O escolhido de Bolsonaro assumirá a vaga deixada em julho por Marco Aurélio, que se aposentou porque atingiu os 75 anos, idade limite para integrar o STF.
Mendonça, porém, enfrentou diversas resistências no Senado Federal e sua sabatina ficou travada por mais de quatro meses na CCJ (Comissão de Constituição e Justiça). Ao final, no entanto, teve o nome aprovado por 47 a 32, registrando a maior quantidade de votos contrários dentre os atuais magistrados do Supremo.
As dificuldades ocorreram, principalmente, por dois motivos. Primeiro, por ter fama de ser um defensor dos métodos da operação Lava Jato, o que é alvo de críticas da classe política.
Segundo, porque foi indicado por Bolsonaro para cumprir com a promessa de que indicaria para o STF um ministro “terrivelmente evangélico”, como forma de fazer um aceno a fiéis desta religião e a pastores como Silas Malafaia.
Ele é pastor na Igreja Presbiteriana Esperança, na capital federal.
Além disso, outros nomes mais próximos do Congresso, como o procurador-geral da República, Augusto Aras, e o presidente do STJ (Superior Tribunal de Justiça), Humberto Martins, também estavam no páreo e trabalharam para enfraquecê-lo.

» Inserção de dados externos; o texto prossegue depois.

//! Segment identity: one append-only partition per (event kind, UTC day)

use chrono::NaiveDate;
use serde::{Deserialize, Serialize};

use crate::types::EventKind;

const DAY_FORMAT: &str = "%Y-%m-%d";

/// Key of a day partition, e.g. `click/2026-10-19`.
#[derive(Debug, Clone, Copy, PartialEq, Eq, PartialOrd, Ord, Hash, Serialize, Deserialize)]
pub struct SegmentKey {
    pub kind: EventKind,
    pub day: NaiveDate,
}

impl SegmentKey {
    pub fn new(kind: EventKind, day: NaiveDate) -> Self {
        Self { kind, day }
    }

    /// Storage name of the segment.
    pub fn name(&self) -> String {
        format!("{}/{}", self.kind.as_str(), self.day.format(DAY_FORMAT))
    }

    /// Inverse of [`SegmentKey::name`]. `None` for anything that is not a segment.
    pub fn parse(name: &str) -> Option<Self> {
        let (kind, day) = name.split_once('/')?;
        let kind = kind.parse::<EventKind>().ok()?;
        let day = NaiveDate::parse_from_str(day, DAY_FORMAT).ok()?;
        Some(Self { kind, day })
    }
}

impl std::fmt::Display for SegmentKey {
    fn fmt(&self, f: &mut std::fmt::Formatter<'_>) -> std::fmt::Result {
        write!(f, "{}/{}", self.kind, self.day.format(DAY_FORMAT))
    }
}

#[cfg(test)]
mod tests {
    use super::*;

    #[test]
    fn test_segment_name_round_trip() {
        let key = SegmentKey::new(EventKind::Return, NaiveDate::from_ymd_opt(2026, 1, 9).unwrap());
        assert_eq!(key.name(), "return/2026-01-09");
        assert_eq!(SegmentKey::parse(&key.name()), Some(key));
    }

    #[test]
    fn test_parse_rejects_foreign_names() {
        assert_eq!(SegmentKey::parse("__sled__default"), None);
        assert_eq!(SegmentKey::parse("view/2026-01-09"), None);
        assert_eq!(SegmentKey::parse("click/yesterday"), None);
    }
}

Mendonça é pós-graduado em direito pela UnB (Universidade de Brasília) e tem doutorado em Estado de direito e governança global e mestre em estratégias anticorrupção e políticas de integridade pela Universidade de Salamanca, na Espanha.
Nascido em Santos (SP), Mendonça integra a AGU desde 2000, quando encerrou sua atividade como advogado concursado da Petrobras (1997-2000). No governo Michel Temer (MDB), foi corregedor na gestão de Fabio Medina Osório como advogado-geral.

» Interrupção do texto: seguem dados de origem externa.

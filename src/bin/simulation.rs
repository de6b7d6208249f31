//! Visitor Simulation
//!
//! Drives interaction trackers with synthetic visitors, pushes their events
//! through the in-process ingestion path into an in-memory event log, and
//! prints the resulting completion estimates as JSON.
//!
//! Visitor behaviour per outbound click:
//! - some never come back (tracker expires)
//! - some switch tabs by accident (dwell under the minimum)
//! - the rest dwell for a log-normal share of the video's length
//!
//! # Usage
//! ```bash
//! ./simulation --visitors 200 --days 14 --seed 7 > report.json
//! ```

use anyhow::{Context, Result};
use chrono::{Duration as ChronoDuration, Utc};
use clap::Parser;
use rand::prelude::*;
use rand_distr::{Distribution, LogNormal};
use std::sync::Arc;
use std::time::Duration;
use tokio_util::sync::CancellationToken;
use tracing::info;

use engagement_engine::clock::{Clock, ManualClock};
use engagement_engine::config::{defaults, EngineConfig};
use engagement_engine::storage::LogStore;
use engagement_engine::tracker::{
    fallback, transport_for, FallbackQueue, RecordingHost, SessionInfo, StaticCatalog, Submitter,
    Tracker, VideoRef, Visibility,
};
use engagement_engine::types::{CompletionReport, EstimateFilters, StatsRange};
use engagement_engine::{Aggregator, IngestionService};

// ============================================================================
// Video Catalog
// ============================================================================

struct SimVideo {
    id: &'static str,
    title: &'static str,
    url: &'static str,
    duration_secs: u64,
    /// Median share of the video a returning visitor watches
    engagement: f64,
}

const VIDEOS: &[SimVideo] = &[
    SimVideo {
        id: "lisbon-trams",
        title: "Riding every tram line in Lisbon",
        url: "https://www.youtube.com/watch?v=lisbon",
        duration_secs: 540,
        engagement: 0.55,
    },
    SimVideo {
        id: "kyoto-alleys",
        title: "Kyoto back alleys at dawn",
        url: "https://www.youtube.com/shorts/kyoto",
        duration_secs: 45,
        engagement: 0.9,
    },
    SimVideo {
        id: "patagonia-trek",
        title: "Eight days on the W trek",
        url: "https://vimeo.com/patagonia",
        duration_secs: 1_380,
        engagement: 0.35,
    },
    SimVideo {
        id: "street-food-hanoi",
        title: "Hanoi street food in 60 seconds",
        url: "https://www.tiktok.com/@travel/video/hanoi",
        duration_secs: 58,
        engagement: 0.8,
    },
    SimVideo {
        id: "fjord-cruise",
        title: "Norwegian fjord cruise",
        url: "https://example-video-host.net/fjords",
        duration_secs: 240,
        engagement: 0.5,
    },
];

// ============================================================================
// CLI Arguments
// ============================================================================

#[derive(Parser, Debug)]
#[command(name = "engagement-simulation")]
#[command(about = "Synthetic visitor simulation for the engagement engine")]
#[command(version)]
struct Args {
    /// Number of distinct visitors
    #[arg(long, default_value = "150")]
    visitors: usize,

    /// Outbound clicks per visitor
    #[arg(long, default_value = "4")]
    clicks_per_visitor: usize,

    /// Simulated span in days (1-90)
    #[arg(long, default_value = "14", value_parser = clap::value_parser!(u32).range(1..=90))]
    days: u32,

    /// Share of clicks that never come back
    #[arg(long, default_value = "0.15")]
    abandon_rate: f64,

    /// Share of clicks that come back almost immediately
    #[arg(long, default_value = "0.08")]
    accidental_rate: f64,

    /// Aggregation window for the printed report
    #[arg(long, default_value = "30d")]
    range: StatsRange,

    /// Random seed for reproducibility
    #[arg(long)]
    seed: Option<u64>,

    /// Send events to a running ingestion server instead of an in-memory log
    /// (overrides `tracker.ingest_url`)
    #[arg(long, value_name = "URL")]
    ingest_url: Option<String>,
}

// ============================================================================
// Simulation
// ============================================================================

#[derive(Debug, Default)]
struct SimStats {
    clicks: usize,
    returns: usize,
    discarded: usize,
    expired: usize,
}

fn dwell_for(video: &SimVideo, rng: &mut StdRng) -> Result<u64> {
    let median_secs = video.duration_secs as f64 * video.engagement;
    let dist = LogNormal::new(median_secs.ln(), 0.6).context("invalid dwell distribution")?;
    let secs = dist.sample(rng).clamp(5.0, 1_700.0);
    Ok((secs * 1000.0) as u64)
}

/// Estimates from the server the events were sent to.
async fn fetch_remote_report(base_url: &str, range: StatsRange) -> Result<CompletionReport> {
    let url = format!(
        "{}/api/v1/estimates?range={}",
        base_url.trim_end_matches('/'),
        range.as_str()
    );
    let report = reqwest::get(&url)
        .await
        .with_context(|| format!("Failed to query {url}"))?
        .error_for_status()?
        .json::<CompletionReport>()
        .await
        .context("Unexpected estimates response")?;
    Ok(report)
}

#[tokio::main]
async fn main() -> Result<()> {
    tracing_subscriber::fmt()
        .with_env_filter(
            tracing_subscriber::EnvFilter::try_from_default_env()
                .unwrap_or_else(|_| tracing_subscriber::EnvFilter::new("info")),
        )
        .with_target(false)
        .with_writer(std::io::stderr)
        .init();

    let args = Args::parse();
    let config = EngineConfig::load();
    let ingest_url = args
        .ingest_url
        .clone()
        .or_else(|| config.tracker.ingest_url.clone())
        .filter(|u| !u.trim().is_empty());

    let mut rng = match args.seed {
        Some(s) => StdRng::seed_from_u64(s),
        None => StdRng::from_entropy(),
    };

    let start = Utc::now() - ChronoDuration::days(args.days as i64);
    let clock = Arc::new(ManualClock::new(start));
    let log = LogStore::in_memory();
    let ingest = IngestionService::new(log.clone(), clock.clone());

    let catalog = VIDEOS.iter().fold(StaticCatalog::new(), |c, v| {
        c.with(v.id, Duration::from_secs(v.duration_secs))
    });
    let catalog = Arc::new(catalog);

    let fallback_queue = FallbackQueue::shared(config.tracker.fallback_capacity);
    let transport = transport_for(ingest_url.as_deref(), ingest.clone())
        .context("Failed to build event transport")?;
    let (submitter, emitter) = Submitter::new(
        transport.clone(),
        fallback_queue.clone(),
        config.tracker.channel_capacity,
        Duration::from_secs(defaults::FALLBACK_RETRY_SECS),
    );
    let cancel = CancellationToken::new();
    let submitter_task = tokio::spawn(submitter.run(cancel.clone()));

    info!(
        visitors = args.visitors,
        clicks_per_visitor = args.clicks_per_visitor,
        days = args.days,
        transport = transport.name(),
        "Simulation starting"
    );

    let total_clicks = (args.visitors * args.clicks_per_visitor).max(1);
    let gap_ms = (args.days as i64 * 86_400_000) / total_clicks as i64;
    let mut stats = SimStats::default();

    for visitor in 0..args.visitors {
        let session = SessionInfo {
            user_id: Some(format!("visitor-{visitor}")),
            referrer: "/blog".to_string(),
            user_agent: "simulation".to_string(),
            ..SessionInfo::anonymous()
        };
        let mut tracker = Tracker::new(
            RecordingHost::default(),
            emitter.clone(),
            clock.clone(),
            config.tracker.clone(),
            config.platforms.corrections.clone(),
        )
        .with_catalog(catalog.clone())
        .with_session(session);

        for _ in 0..args.clicks_per_visitor {
            let video = &VIDEOS[rng.gen_range(0..VIDEOS.len())];
            tracker.track_click(
                VideoRef::new(video.id).title(video.title).url(video.url),
                None,
            );
            stats.clicks += 1;

            let roll: f64 = rng.gen();
            let dwell_ms = if roll < args.abandon_rate {
                config.tracker.max_dwell_ms + 60_000
            } else if roll < args.abandon_rate + args.accidental_rate {
                rng.gen_range(500..config.tracker.min_dwell_ms)
            } else {
                dwell_for(video, &mut rng)?
            };

            clock.advance_ms(dwell_ms as i64);
            let summary = tracker.handle_visibility(Visibility::Visible);
            stats.returns += summary.emitted.len();
            stats.discarded += summary.discarded;
            stats.expired += summary.expired;

            clock.advance_ms(gap_ms.max(1));
            tokio::task::yield_now().await;
        }
    }

    drop(emitter);
    submitter_task.await.context("submitter task failed")?;
    cancel.cancel();

    let retried = fallback::retry(&fallback_queue, transport.as_ref()).await;
    info!(
        clicks = stats.clicks,
        returns = stats.returns,
        discarded = stats.discarded,
        expired = stats.expired,
        fallback_sent = retried.sent,
        "Simulation finished"
    );

    let report = match &ingest_url {
        Some(url) => fetch_remote_report(url, args.range).await?,
        None => Aggregator::new(log, clock.clone(), config.aggregation.clone())
            .get_completion_estimates(args.range, &EstimateFilters::default()),
    };
    for est in &report.estimates {
        info!(
            video = %est.video_id,
            platform = %est.platform,
            clicks = est.total_clicks,
            return_rate = %est.return_rate,
            completion = %est.estimated_completion_rate,
            confidence = %est.confidence,
            quality = %est.data_quality,
            "Estimate"
        );
    }
    info!(today = %clock.today(), "Report generated");

    println!("{}", serde_json::to_string_pretty(&report)?);
    Ok(())
}
//! SegmentStore trait: pluggable append-only segment backend
//!
//! Abstracts the day-partitioned event log so backends can be swapped without
//! touching ingestion or aggregation:
//! - `SledSegmentStore`: embedded durable log (one sled tree per segment)
//! - `InMemorySegmentStore`: tests, the simulator and minimal deployments

use std::collections::BTreeMap;

use super::SegmentKey;

/// Trait for pluggable segment backends.
///
/// Implementations must be thread-safe (Send + Sync) and must make `append`
/// safe under concurrent writers to the same segment: no appended record may
/// be lost, whatever the interleaving.
pub trait SegmentStore: Send + Sync {
    /// Append one encoded record, creating the segment on first write.
    fn append(&self, key: &SegmentKey, record: &[u8]) -> Result<(), StoreError>;

    /// All records of a segment in append order.
    ///
    /// Returns [`StoreError::MissingSegment`] if the segment was never written.
    fn read_segment(&self, key: &SegmentKey) -> Result<Vec<Vec<u8>>, StoreError>;

    fn segment_exists(&self, key: &SegmentKey) -> bool;

    /// Index of every segment in the store.
    fn list_segments(&self) -> Result<Vec<SegmentKey>, StoreError>;

    /// Force buffered writes to durable storage.
    fn flush(&self) -> Result<(), StoreError> {
        Ok(())
    }

    /// Backend name for logging
    fn backend_name(&self) -> &'static str;
}

/// Segment store errors
#[derive(Debug, Clone, thiserror::Error)]
pub enum StoreError {
    #[error("database error: {0}")]
    Database(String),
    #[error("serialization error: {0}")]
    Serialization(String),
    /// The requested day was never written. Readers treat this as zero records.
    #[error("segment {0} does not exist")]
    MissingSegment(SegmentKey),
    #[error("store lock poisoned: {0}")]
    Poisoned(String),
}

impl From<sled::Error> for StoreError {
    fn from(err: sled::Error) -> Self {
        StoreError::Database(err.to_string())
    }
}

impl From<serde_json::Error> for StoreError {
    fn from(err: serde_json::Error) -> Self {
        StoreError::Serialization(err.to_string())
    }
}

/// In-memory segment store
///
/// Thread-safe via `RwLock`; appends are serialised by the write lock. Not
/// durable; data is lost on restart.
#[derive(Default)]
pub struct InMemorySegmentStore {
    segments: std::sync::RwLock<BTreeMap<SegmentKey, Vec<Vec<u8>>>>,
}

impl InMemorySegmentStore {
    pub fn new() -> Self {
        Self::default()
    }
}

impl SegmentStore for InMemorySegmentStore {
    fn append(&self, key: &SegmentKey, record: &[u8]) -> Result<(), StoreError> {
        let mut store = self
            .segments
            .write()
            .map_err(|e| StoreError::Poisoned(e.to_string()))?;
        store.entry(*key).or_default().push(record.to_vec());
        Ok(())
    }

    fn read_segment(&self, key: &SegmentKey) -> Result<Vec<Vec<u8>>, StoreError> {
        let store = self
            .segments
            .read()
            .map_err(|e| StoreError::Poisoned(e.to_string()))?;
        store
            .get(key)
            .cloned()
            .ok_or(StoreError::MissingSegment(*key))
    }

    fn segment_exists(&self, key: &SegmentKey) -> bool {
        self.segments
            .read()
            .map(|s| s.contains_key(key))
            .unwrap_or(false)
    }

    fn list_segments(&self) -> Result<Vec<SegmentKey>, StoreError> {
        let store = self
            .segments
            .read()
            .map_err(|e| StoreError::Poisoned(e.to_string()))?;
        Ok(store.keys().copied().collect())
    }

    fn backend_name(&self) -> &'static str {
        "in-memory"
    }
}

#[cfg(test)]
mod tests {
    use super::*;
    use crate::types::EventKind;
    use chrono::NaiveDate;
    use std::sync::Arc;

    fn key(day: u32) -> SegmentKey {
        SegmentKey::new(EventKind::Click, NaiveDate::from_ymd_opt(2026, 4, day).unwrap())
    }

    #[test]
    fn test_lazy_segment_creation() {
        let store = InMemorySegmentStore::new();
        assert!(!store.segment_exists(&key(1)));
        assert!(matches!(
            store.read_segment(&key(1)),
            Err(StoreError::MissingSegment(_))
        ));

        store.append(&key(1), b"a").unwrap();
        store.append(&key(1), b"b").unwrap();
        assert!(store.segment_exists(&key(1)));
        assert_eq!(store.read_segment(&key(1)).unwrap(), vec![b"a".to_vec(), b"b".to_vec()]);
        assert_eq!(store.list_segments().unwrap(), vec![key(1)]);
    }

    #[test]
    fn test_concurrent_appends_lose_nothing() {
        let store = Arc::new(InMemorySegmentStore::new());
        let handles: Vec<_> = (0..8)
            .map(|t| {
                let store = Arc::clone(&store);
                std::thread::spawn(move || {
                    for i in 0..250 {
                        store.append(&key(2), format!("{t}-{i}").as_bytes()).unwrap();
                    }
                })
            })
            .collect();
        for h in handles {
            h.join().unwrap();
        }
        assert_eq!(store.read_segment(&key(2)).unwrap().len(), 2_000);
    }
}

Em outubro de 2002, publicou no jornal Folha de Londrina um artigo otimista sobre a eleição de Lula.
No texto, intitulado “O povo se dá uma oportunidade”, Mendonça afirma que “o Brasil cresceu e seu povo amadureceu, restando consolidada a democracia não só porque o novo presidente foi eleito pelo povo, mas porque saiu do próprio povo”.
Conheceu Bolsonaro em 21 de novembro de 2018, no mesmo dia em que foi escolhido para comandar a AGU. A conversa, no gabinete da transição no CCBB (Centro Cultural Banco do Brasil) de Brasília, durou cerca de 40 minutos.

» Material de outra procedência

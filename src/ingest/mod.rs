//! Event Ingestion
//!
//! Accepts click and return payloads (single or batched), validates them and
//! appends them to the day segment of the ingestion clock's current UTC date.
//! A bad entry in a batch never affects its siblings.

mod validation;

pub use validation::{parse_envelope, parse_record};

use serde::{Deserialize, Serialize};
use serde_json::Value;
use std::sync::Arc;
use thiserror::Error;
use tracing::{debug, info, warn};

use crate::clock::Clock;
use crate::storage::{LogStore, SegmentKey, StoreError};
use crate::types::{EventKind, EventRecord};

/// Ingestion failure for a single event
#[derive(Debug, Error)]
pub enum IngestError {
    #[error("unknown event type '{0}'")]
    UnknownType(String),

    #[error("malformed batch entry: {0}")]
    MalformedEnvelope(String),

    #[error("malformed {kind} event: {reason}")]
    Malformed { kind: EventKind, reason: String },

    #[error("failed to persist {kind} event: {source}")]
    Store {
        kind: EventKind,
        #[source]
        source: StoreError,
    },
}

impl IngestError {
    /// Whether the caller sent something wrong, as opposed to a storage fault.
    pub fn is_client_error(&self) -> bool {
        !matches!(self, IngestError::Store { .. })
    }
}

/// Per-entry outcome of a batch, returned in request order
#[derive(Debug, Clone, PartialEq, Serialize, Deserialize)]
pub struct BatchResult {
    pub success: bool,
    #[serde(rename = "type")]
    pub event_type: String,
    #[serde(default, skip_serializing_if = "Option::is_none")]
    pub error: Option<String>,
}

/// Where an accepted event landed
#[derive(Debug, Clone, PartialEq, Serialize)]
#[serde(rename_all = "camelCase")]
pub struct Accepted {
    pub id: String,
    pub segment: SegmentKey,
}

/// Validates and persists incoming events
#[derive(Clone)]
pub struct IngestionService {
    log: LogStore,
    clock: Arc<dyn Clock>,
}

impl IngestionService {
    pub fn new(log: LogStore, clock: Arc<dyn Clock>) -> Self {
        Self { log, clock }
    }

    pub fn log(&self) -> &LogStore {
        &self.log
    }

    /// Validate and persist one raw payload of a known kind.
    pub fn record_event(&self, kind: EventKind, data: Value) -> Result<Accepted, IngestError> {
        let record = parse_record(kind, data, self.clock.now())?;
        self.record(&record)
    }

    /// Persist an already-typed record.
    pub fn record(&self, record: &EventRecord) -> Result<Accepted, IngestError> {
        let kind = record.kind();
        let day = self.clock.today();

        let segment = match record {
            EventRecord::Click(click) => self.log.append(kind, day, click),
            EventRecord::Return(ret) => self.log.append(kind, day, ret),
        }
        .map_err(|source| IngestError::Store { kind, source })?;

        debug!(%kind, id = record.id(), %segment, "Event recorded");
        Ok(Accepted {
            id: record.id().to_string(),
            segment,
        })
    }

    /// Process `{type, data}` entries independently, preserving order.
    pub fn record_batch(&self, entries: Vec<Value>) -> Vec<BatchResult> {
        let total = entries.len();
        let results: Vec<BatchResult> = entries
            .into_iter()
            .map(|entry| {
                let type_hint = entry
                    .get("type")
                    .and_then(Value::as_str)
                    .unwrap_or("unknown")
                    .to_string();

                let outcome = parse_envelope(entry)
                    .and_then(|(kind, data)| self.record_event(kind, data));

                match outcome {
                    Ok(_) => BatchResult {
                        success: true,
                        event_type: type_hint,
                        error: None,
                    },
                    Err(e) => {
                        if e.is_client_error() {
                            debug!(event_type = %type_hint, error = %e, "Batch entry rejected");
                        } else {
                            warn!(event_type = %type_hint, error = %e, "Batch entry failed to persist");
                        }
                        BatchResult {
                            success: false,
                            event_type: type_hint,
                            error: Some(e.to_string()),
                        }
                    }
                }
            })
            .collect();

        let accepted = results.iter().filter(|r| r.success).count();
        info!(total, accepted, rejected = total - accepted, "Batch ingested");
        results
    }
}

No governo Bolsonaro desde o primeiro dia, Mendonça apadrinhou a indicação de Milton Ribeiro, também pastor presbiteriano, para chefiar o Ministério da Educação.
Em abril de 2020, Mendonça deixou o comando da Advocacia-Geral da União para assumir o Ministério da Justiça após a saída do ex-juiz Sergio Moro.
À frente da pasta, foi alvo de críticas por ter pedido a abertura de inquéritos contra críticos de Bolsonaro. Depois, em uma nova reforma ministerial, Mendonça retornou à AGU, onde ficou até ser indicado ao STF.